**RECORDS SHOWN**

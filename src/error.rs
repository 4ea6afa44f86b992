//! Error handler for registra.

use axum::extract::rejection::JsonRejection;
use axum::http::{StatusCode, header};
use axum::response::{IntoResponse, Response};
use serde::Serialize;
use thiserror::Error;

pub type Result<T> = std::result::Result<T, ServerError>;

/// Failure raised by an injected collaborator.
///
/// The wrapped error is kept for logging only; it is never serialized
/// into a response body.
#[derive(Debug, Error)]
#[error("collaborator failed: {0}")]
pub struct CollaboratorError(Box<dyn std::error::Error + Send + Sync>);

impl CollaboratorError {
    /// Wrap any failure coming out of a collaborator.
    pub fn new<E>(err: E) -> Self
    where
        E: Into<Box<dyn std::error::Error + Send + Sync>>,
    {
        Self(err.into())
    }
}

/// Enum representing server-side errors.
#[derive(Debug, Error)]
pub enum ServerError {
    #[error("missing parameter: {field}")]
    MissingParameter { field: &'static str },

    #[error("invalid parameter: {field}")]
    InvalidParameter { field: &'static str },

    #[error(transparent)]
    Axum(#[from] JsonRejection),

    #[error("internal server error")]
    Internal(#[from] CollaboratorError),
}

/// Structure for detailed error responses.
#[derive(Debug, Serialize)]
pub struct ResponseError {
    title: String,
    status: u16,
    detail: Option<String>,
    field: Option<&'static str>,
}

impl ResponseError {
    /// Update error status code.
    pub fn status(mut self, code: StatusCode) -> Self {
        self.status = code.as_u16();
        self
    }

    /// Update `title` field.
    pub fn title(mut self, title: &str) -> Self {
        self.title = title.into();
        self
    }

    /// Add detailed error.
    pub fn details(mut self, description: &str) -> Self {
        self.detail = Some(description.into());
        self
    }

    /// Name the offending request field.
    pub fn field(mut self, field: &'static str) -> Self {
        self.field = Some(field);
        self
    }

    /// Transform [`ResponseError`] into axum [`Response`].
    pub fn into_response(
        self,
    ) -> std::result::Result<Response, axum::http::Error> {
        if let Ok(body) = serde_json::to_string(&self) {
            Response::builder()
                .status(self.status)
                .header(header::CONTENT_TYPE, "application/json")
                .body(body.into())
        } else {
            Ok(internal_server_error())
        }
    }
}

impl Default for ResponseError {
    fn default() -> Self {
        Self {
            title: "Internal server error.".to_owned(),
            status: StatusCode::INTERNAL_SERVER_ERROR.as_u16(),
            detail: None,
            field: None,
        }
    }
}

impl IntoResponse for ServerError {
    fn into_response(self) -> Response {
        let response =
            ResponseError::default().status(StatusCode::BAD_REQUEST);

        let response = match &self {
            ServerError::MissingParameter { field } => response
                .title("Missing required parameter.")
                .details(&self.to_string())
                .field(*field),

            ServerError::InvalidParameter { field } => response
                .title("Invalid parameter.")
                .details(&self.to_string())
                .field(*field),

            ServerError::Axum(rejection) => response
                .title("Malformed request body.")
                .details(&rejection.body_text()),

            ServerError::Internal(source) => {
                tracing::error!(error = %source, "server returned 500 status");

                ResponseError::default()
            },
        };

        response
            .into_response()
            .unwrap_or_else(|_| internal_server_error())
    }
}

fn internal_server_error() -> Response {
    Response::builder()
        .status(StatusCode::INTERNAL_SERVER_ERROR)
        .header(header::CONTENT_TYPE, "application/json")
        .body(
            serde_json::json!({
                "title": "Internal server error.",
                "status": StatusCode::INTERNAL_SERVER_ERROR.as_u16(),
                "detail": null,
                "field": null,
            })
            .to_string()
            .into(),
        )
        .unwrap_or_else(|_| Response::new("Internal server error".into()))
}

**TASK ITEM**
This exercise requires all the entries to be written out again exactly.

**WRITTEN RESPONSE**
filename src/error.rs
repository 4ea6afa44f86b992
//! Error handler for registra.

use axum::extract::rejection::JsonRejection;
use axum::http::{StatusCode, header};
use axum::response::{IntoResponse, Response};
use serde::Serialize;
use thiserror::Error;

pub type Result<T> = std::result::Result<T, ServerError>;

/// Failure raised by an injected collaborator.
///
/// The wrapped error is kept for logging only; it is never serialized
/// into a response body.
#[derive(Debug, Error)]
#[error("collaborator failed: {0}")]
pub struct CollaboratorError(Box<dyn std::error::Error + Send + Sync>);

impl CollaboratorError {
    /// Wrap any failure coming out of a collaborator.
    pub fn new<E>(err: E) -> Self
    where
        E: Into<Box<dyn std::error::Error + Send + Sync>>,
    {
        Self(err.into())
    }
}

/// Enum representing server-side errors.
#[derive(Debug, Error)]
pub enum ServerError {
    #[error("missing parameter: {field}")]
    MissingParameter { field: &'static str },

    #[error("invalid parameter: {field}")]
    InvalidParameter { field: &'static str },

    #[error(transparent)]
    Axum(#[from] JsonRejection),

    #[error("internal server error")]
    Internal(#[from] CollaboratorError),
}

/// Structure for detailed error responses.
#[derive(Debug, Serialize)]
pub struct ResponseError {
    title: String,
    status: u16,
    detail: Option<String>,
    field: Option<&'static str>,
}

impl ResponseError {
    /// Update error status code.
    pub fn status(mut self, code: StatusCode) -> Self {
        self.status = code.as_u16();
        self
    }

    /// Update `title` field.
    pub fn title(mut self, title: &str) -> Self {
        self.title = title.into();
        self
    }

    /// Add detailed error.
    pub fn details(mut self, description: &str) -> Self {
        self.detail = Some(description.into());
        self
    }

    /// Name the offending request field.
    pub fn field(mut self, field: &'static str) -> Self {
        self.field = Some(field);
        self
    }

    /// Transform [`ResponseError`] into axum [`Response`].
    pub fn into_response(
        self,
    ) -> std::result::Result<Response, axum::http::Error> {
        if let Ok(body) = serde_json::to_string(&self) {
            Response::builder()
                .status(self.status)
                .header(header::CONTENT_TYPE, "application/json")
                .body(body.into())
        } else {
            Ok(internal_server_error())
        }
    }
}

impl Default for ResponseError {
    fn default() -> Self {
        Self {
            title: "Internal server error.".to_owned(),
            status: StatusCode::INTERNAL_SERVER_ERROR.as_u16(),
            detail: None,
            field: None,
        }
    }
}

impl IntoResponse for ServerError {
    fn into_response(self) -> Response {
        let response =
            ResponseError::default().status(StatusCode::BAD_REQUEST);

        let response = match &self {
            ServerError::MissingParameter { field } => response
                .title("Missing required parameter.")
                .details(&self.to_string())
                .field(*field),

            ServerError::InvalidParameter { field } => response
                .title("Invalid parameter.")
                .details(&self.to_string())
                .field(*field),

            ServerError::Axum(rejection) => response
                .title("Malformed request body.")
                .details(&rejection.body_text()),

            ServerError::Internal(source) => {
                tracing::error!(error = %source, "server returned 500 status");

                ResponseError::default()
            },
        };

        response
            .into_response()
            .unwrap_or_else(|_| internal_server_error())
    }
}

fn internal_server_error() -> Response {
    Response::builder()
        .status(StatusCode::INTERNAL_SERVER_ERROR)
        .header(header::CONTENT_TYPE, "application/json")
        .body(
            serde_json::json!({
                "title": "Internal server error.",
                "status": StatusCode::INTERNAL_SERVER_ERROR.as_u16(),
                "detail": null,
                "field": null,
            })
            .to_string()
            .into(),
        )
        .unwrap_or_else(|_| Response::new("Internal server error".into()))
}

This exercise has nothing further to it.